• [Source material]
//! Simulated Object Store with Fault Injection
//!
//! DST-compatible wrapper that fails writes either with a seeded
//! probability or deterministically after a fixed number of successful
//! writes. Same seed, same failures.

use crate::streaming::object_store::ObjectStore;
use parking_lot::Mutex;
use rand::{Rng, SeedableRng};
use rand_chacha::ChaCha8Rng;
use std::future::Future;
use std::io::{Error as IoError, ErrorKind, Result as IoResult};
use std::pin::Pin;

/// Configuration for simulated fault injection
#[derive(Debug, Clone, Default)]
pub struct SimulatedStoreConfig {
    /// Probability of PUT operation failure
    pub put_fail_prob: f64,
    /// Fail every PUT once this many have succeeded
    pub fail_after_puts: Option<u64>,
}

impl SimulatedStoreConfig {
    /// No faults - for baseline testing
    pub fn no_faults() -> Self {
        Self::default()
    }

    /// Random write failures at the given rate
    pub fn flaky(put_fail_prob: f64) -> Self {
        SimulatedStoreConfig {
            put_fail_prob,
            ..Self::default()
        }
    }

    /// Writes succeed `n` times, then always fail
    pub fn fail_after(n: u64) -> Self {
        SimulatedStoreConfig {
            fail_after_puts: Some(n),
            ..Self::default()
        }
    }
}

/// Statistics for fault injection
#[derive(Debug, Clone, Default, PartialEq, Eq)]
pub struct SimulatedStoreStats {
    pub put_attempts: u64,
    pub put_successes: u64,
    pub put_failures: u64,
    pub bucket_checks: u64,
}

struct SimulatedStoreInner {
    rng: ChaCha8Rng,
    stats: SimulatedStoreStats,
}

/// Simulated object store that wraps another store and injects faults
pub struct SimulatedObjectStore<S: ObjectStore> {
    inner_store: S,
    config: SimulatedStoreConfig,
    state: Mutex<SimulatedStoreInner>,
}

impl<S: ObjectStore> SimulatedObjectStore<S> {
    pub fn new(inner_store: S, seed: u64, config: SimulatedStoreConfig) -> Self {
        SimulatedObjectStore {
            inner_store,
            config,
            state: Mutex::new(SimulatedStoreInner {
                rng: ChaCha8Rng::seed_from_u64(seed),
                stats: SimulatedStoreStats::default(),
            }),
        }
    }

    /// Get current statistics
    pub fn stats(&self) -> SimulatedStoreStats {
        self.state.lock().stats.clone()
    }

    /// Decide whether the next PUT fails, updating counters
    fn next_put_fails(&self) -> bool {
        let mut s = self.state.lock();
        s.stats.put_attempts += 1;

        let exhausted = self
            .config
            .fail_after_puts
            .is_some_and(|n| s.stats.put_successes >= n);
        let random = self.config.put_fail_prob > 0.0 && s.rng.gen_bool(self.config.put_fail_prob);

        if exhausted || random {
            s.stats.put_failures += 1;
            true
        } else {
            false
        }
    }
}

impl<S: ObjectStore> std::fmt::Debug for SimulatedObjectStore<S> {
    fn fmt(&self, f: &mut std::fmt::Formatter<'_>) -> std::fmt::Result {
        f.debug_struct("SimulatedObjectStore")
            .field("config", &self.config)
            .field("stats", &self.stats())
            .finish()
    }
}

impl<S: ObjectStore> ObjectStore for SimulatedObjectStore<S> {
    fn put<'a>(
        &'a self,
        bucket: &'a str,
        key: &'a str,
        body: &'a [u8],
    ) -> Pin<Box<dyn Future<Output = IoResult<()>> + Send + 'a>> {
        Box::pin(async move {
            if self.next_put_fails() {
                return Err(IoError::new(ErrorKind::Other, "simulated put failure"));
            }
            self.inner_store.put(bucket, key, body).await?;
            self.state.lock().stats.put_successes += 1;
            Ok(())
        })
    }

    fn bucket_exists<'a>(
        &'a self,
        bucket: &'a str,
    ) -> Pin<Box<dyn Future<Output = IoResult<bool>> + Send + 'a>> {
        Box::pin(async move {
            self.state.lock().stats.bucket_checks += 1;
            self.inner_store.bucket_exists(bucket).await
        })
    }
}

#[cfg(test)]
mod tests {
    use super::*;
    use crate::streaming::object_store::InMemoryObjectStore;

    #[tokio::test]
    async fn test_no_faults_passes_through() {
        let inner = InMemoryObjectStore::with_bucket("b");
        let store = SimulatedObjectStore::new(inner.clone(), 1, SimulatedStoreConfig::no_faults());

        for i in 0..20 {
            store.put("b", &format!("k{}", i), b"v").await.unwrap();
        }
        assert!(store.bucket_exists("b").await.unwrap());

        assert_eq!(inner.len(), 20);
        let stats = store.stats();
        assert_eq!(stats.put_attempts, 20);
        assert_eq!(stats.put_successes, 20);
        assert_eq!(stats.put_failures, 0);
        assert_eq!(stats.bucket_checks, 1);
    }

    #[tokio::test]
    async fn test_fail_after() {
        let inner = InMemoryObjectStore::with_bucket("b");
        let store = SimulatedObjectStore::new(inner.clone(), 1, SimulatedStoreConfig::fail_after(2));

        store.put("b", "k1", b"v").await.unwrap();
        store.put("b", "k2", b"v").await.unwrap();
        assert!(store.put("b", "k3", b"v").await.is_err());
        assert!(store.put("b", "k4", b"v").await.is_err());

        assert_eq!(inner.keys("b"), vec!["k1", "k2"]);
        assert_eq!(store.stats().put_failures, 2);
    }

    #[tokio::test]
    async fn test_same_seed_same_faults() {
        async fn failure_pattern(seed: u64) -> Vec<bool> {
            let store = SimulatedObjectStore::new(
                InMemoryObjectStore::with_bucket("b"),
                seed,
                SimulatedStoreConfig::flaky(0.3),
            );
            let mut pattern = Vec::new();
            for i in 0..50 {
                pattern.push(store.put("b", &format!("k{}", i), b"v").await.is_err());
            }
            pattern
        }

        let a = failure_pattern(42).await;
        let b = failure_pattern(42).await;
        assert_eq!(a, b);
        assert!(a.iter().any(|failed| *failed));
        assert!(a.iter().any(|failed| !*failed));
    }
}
* * *
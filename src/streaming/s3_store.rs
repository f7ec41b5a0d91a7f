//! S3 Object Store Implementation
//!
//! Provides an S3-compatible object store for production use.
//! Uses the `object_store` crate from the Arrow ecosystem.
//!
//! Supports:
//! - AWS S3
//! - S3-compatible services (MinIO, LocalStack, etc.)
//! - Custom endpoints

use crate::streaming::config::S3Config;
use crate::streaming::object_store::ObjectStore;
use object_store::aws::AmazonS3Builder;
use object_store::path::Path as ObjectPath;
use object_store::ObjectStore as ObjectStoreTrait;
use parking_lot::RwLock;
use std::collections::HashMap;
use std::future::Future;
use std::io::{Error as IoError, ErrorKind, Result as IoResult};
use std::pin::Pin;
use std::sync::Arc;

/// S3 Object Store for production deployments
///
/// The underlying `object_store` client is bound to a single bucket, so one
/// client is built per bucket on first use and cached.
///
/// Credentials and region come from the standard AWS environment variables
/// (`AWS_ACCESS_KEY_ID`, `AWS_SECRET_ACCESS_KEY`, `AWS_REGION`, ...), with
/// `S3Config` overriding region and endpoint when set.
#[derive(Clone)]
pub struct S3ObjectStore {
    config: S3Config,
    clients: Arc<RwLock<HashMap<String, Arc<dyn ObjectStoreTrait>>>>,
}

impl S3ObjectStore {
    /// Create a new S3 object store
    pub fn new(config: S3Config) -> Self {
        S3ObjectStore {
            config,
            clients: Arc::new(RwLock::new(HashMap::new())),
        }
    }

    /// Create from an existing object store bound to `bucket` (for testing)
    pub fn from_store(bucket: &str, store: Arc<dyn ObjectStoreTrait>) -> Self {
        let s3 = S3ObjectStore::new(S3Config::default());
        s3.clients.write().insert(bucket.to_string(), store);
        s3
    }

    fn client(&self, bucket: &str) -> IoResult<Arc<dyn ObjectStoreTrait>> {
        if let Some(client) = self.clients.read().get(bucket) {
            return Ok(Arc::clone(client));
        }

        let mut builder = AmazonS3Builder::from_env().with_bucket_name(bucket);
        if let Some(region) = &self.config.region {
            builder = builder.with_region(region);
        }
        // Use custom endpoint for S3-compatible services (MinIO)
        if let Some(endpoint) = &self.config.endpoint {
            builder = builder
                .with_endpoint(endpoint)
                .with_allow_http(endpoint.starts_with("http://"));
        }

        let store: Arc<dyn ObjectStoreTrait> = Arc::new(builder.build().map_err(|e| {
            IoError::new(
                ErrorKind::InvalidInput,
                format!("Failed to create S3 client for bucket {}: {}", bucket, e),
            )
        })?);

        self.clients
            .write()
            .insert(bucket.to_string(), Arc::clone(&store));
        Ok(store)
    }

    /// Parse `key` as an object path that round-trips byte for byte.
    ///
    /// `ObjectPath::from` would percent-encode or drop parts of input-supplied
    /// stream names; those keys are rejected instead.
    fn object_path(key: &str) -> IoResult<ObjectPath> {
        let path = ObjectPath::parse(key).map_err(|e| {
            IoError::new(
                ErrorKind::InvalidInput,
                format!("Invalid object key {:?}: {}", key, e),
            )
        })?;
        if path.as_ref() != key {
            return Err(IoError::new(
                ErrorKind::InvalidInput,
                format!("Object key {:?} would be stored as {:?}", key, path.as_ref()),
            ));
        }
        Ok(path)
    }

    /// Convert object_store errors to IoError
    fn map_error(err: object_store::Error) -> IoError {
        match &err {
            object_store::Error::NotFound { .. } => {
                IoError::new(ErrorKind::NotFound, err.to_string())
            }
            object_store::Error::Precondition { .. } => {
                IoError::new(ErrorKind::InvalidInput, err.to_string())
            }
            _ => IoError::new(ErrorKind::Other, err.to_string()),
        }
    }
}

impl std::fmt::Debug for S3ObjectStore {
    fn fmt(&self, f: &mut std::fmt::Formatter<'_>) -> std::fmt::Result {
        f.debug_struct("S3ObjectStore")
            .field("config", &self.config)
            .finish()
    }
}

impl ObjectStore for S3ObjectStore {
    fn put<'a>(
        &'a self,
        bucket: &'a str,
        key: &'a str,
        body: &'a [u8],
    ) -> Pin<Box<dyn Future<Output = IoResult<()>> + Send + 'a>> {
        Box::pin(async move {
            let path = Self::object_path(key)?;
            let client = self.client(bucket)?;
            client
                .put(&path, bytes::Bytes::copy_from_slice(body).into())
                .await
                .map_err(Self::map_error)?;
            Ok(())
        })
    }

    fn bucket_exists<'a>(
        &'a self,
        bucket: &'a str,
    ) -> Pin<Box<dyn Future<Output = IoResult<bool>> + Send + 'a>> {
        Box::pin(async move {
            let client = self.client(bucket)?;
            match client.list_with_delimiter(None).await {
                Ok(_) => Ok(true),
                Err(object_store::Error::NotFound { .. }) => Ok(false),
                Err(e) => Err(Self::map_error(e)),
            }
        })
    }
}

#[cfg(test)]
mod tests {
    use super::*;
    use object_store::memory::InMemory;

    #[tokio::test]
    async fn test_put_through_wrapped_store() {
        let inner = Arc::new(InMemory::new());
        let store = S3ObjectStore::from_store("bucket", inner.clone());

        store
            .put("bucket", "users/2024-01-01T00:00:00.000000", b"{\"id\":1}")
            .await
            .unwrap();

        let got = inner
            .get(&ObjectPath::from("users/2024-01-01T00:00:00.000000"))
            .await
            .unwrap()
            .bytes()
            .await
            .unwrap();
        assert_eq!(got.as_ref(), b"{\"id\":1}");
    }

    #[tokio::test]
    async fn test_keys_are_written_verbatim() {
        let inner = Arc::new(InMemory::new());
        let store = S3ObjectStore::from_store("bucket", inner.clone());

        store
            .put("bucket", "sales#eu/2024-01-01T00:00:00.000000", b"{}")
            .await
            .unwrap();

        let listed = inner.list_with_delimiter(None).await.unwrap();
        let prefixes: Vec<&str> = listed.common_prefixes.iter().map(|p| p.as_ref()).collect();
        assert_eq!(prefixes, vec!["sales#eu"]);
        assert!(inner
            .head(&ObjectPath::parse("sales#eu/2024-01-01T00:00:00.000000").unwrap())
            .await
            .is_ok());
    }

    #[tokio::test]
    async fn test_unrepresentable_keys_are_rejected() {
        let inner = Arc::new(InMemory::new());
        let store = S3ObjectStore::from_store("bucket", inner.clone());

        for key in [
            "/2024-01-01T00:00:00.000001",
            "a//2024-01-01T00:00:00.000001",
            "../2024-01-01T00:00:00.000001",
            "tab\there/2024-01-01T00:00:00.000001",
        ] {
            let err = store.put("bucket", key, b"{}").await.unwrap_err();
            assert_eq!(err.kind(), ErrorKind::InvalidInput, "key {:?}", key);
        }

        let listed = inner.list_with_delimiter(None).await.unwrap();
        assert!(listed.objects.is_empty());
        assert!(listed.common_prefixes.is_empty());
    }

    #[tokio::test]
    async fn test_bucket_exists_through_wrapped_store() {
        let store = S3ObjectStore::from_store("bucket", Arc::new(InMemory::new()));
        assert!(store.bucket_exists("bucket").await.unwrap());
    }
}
---
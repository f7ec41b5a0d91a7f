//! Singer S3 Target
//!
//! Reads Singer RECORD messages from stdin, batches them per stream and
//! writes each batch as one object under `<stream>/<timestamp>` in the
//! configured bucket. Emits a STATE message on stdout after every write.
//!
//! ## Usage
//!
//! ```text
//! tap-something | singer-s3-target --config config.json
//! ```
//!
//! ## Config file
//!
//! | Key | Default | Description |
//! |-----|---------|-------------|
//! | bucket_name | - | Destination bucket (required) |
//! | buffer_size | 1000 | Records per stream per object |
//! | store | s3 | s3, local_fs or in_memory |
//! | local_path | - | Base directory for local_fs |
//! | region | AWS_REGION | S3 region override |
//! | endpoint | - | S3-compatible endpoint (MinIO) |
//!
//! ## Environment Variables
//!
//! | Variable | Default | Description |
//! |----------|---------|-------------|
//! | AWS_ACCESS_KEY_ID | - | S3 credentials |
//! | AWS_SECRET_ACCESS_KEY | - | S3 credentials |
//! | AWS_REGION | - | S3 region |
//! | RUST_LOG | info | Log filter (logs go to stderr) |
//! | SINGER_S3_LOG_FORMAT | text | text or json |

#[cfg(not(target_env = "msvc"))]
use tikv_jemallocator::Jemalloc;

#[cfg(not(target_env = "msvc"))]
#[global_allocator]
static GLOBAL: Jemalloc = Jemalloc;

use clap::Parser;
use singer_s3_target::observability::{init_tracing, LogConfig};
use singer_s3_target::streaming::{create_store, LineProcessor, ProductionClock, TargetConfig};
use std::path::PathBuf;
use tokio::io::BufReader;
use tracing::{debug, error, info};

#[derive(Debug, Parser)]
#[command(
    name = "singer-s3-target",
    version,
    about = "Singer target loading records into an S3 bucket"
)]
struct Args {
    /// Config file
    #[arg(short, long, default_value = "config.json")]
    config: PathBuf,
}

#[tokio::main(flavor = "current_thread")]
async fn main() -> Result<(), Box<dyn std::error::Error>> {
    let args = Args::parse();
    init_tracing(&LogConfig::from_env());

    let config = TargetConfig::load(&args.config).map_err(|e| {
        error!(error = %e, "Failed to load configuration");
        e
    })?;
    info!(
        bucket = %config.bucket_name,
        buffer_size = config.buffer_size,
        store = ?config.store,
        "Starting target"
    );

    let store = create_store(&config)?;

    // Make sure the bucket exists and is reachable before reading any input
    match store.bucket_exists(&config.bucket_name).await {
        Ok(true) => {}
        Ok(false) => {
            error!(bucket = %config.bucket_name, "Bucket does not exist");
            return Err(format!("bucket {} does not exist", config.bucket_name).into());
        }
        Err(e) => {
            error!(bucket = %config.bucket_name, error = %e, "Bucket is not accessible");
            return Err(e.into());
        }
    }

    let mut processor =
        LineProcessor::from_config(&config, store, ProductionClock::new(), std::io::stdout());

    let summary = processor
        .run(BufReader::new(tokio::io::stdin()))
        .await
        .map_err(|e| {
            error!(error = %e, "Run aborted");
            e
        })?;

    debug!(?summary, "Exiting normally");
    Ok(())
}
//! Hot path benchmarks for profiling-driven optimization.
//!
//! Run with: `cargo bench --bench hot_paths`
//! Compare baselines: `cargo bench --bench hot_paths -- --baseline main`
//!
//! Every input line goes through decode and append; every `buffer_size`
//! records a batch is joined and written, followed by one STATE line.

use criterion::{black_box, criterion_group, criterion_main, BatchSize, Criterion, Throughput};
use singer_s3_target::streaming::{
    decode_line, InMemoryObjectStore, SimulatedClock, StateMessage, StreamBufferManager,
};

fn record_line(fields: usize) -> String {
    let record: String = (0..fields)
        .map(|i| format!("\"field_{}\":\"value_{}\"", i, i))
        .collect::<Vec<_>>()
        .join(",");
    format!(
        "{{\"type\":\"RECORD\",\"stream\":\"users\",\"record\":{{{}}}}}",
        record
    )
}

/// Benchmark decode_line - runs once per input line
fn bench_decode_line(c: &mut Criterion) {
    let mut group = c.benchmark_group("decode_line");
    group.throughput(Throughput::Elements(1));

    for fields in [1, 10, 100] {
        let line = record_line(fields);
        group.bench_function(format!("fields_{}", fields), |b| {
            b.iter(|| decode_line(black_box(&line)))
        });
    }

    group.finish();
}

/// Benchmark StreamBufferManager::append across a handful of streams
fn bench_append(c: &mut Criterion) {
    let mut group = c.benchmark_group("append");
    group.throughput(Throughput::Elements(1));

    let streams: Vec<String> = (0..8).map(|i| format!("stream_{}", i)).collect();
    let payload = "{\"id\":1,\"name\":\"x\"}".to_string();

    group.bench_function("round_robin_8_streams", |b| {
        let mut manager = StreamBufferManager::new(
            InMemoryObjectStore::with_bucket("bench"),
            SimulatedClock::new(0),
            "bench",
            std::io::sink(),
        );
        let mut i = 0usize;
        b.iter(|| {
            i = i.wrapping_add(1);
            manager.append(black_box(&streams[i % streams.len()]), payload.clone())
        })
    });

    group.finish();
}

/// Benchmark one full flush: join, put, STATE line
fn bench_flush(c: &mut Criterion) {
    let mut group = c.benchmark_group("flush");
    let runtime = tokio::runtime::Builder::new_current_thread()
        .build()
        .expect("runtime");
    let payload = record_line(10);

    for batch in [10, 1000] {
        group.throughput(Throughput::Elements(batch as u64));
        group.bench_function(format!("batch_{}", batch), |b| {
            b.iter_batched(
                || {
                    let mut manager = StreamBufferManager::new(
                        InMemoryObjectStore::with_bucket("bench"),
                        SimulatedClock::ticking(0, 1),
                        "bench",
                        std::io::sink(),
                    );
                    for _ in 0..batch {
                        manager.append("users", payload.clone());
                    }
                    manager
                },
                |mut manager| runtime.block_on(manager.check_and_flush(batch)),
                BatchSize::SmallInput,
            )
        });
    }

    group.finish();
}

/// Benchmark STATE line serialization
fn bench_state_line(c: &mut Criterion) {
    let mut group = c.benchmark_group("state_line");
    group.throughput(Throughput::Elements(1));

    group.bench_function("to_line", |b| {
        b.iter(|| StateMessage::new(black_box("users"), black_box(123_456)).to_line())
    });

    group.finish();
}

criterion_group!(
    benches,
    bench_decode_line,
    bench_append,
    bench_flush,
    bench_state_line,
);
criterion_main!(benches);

• [Task statement]
Lines above that contain the string "SimulatedStoreInner" make up the answer.

• [Final answer]
struct SimulatedStoreInner {
    state: Mutex<SimulatedStoreInner>,
            state: Mutex::new(SimulatedStoreInner {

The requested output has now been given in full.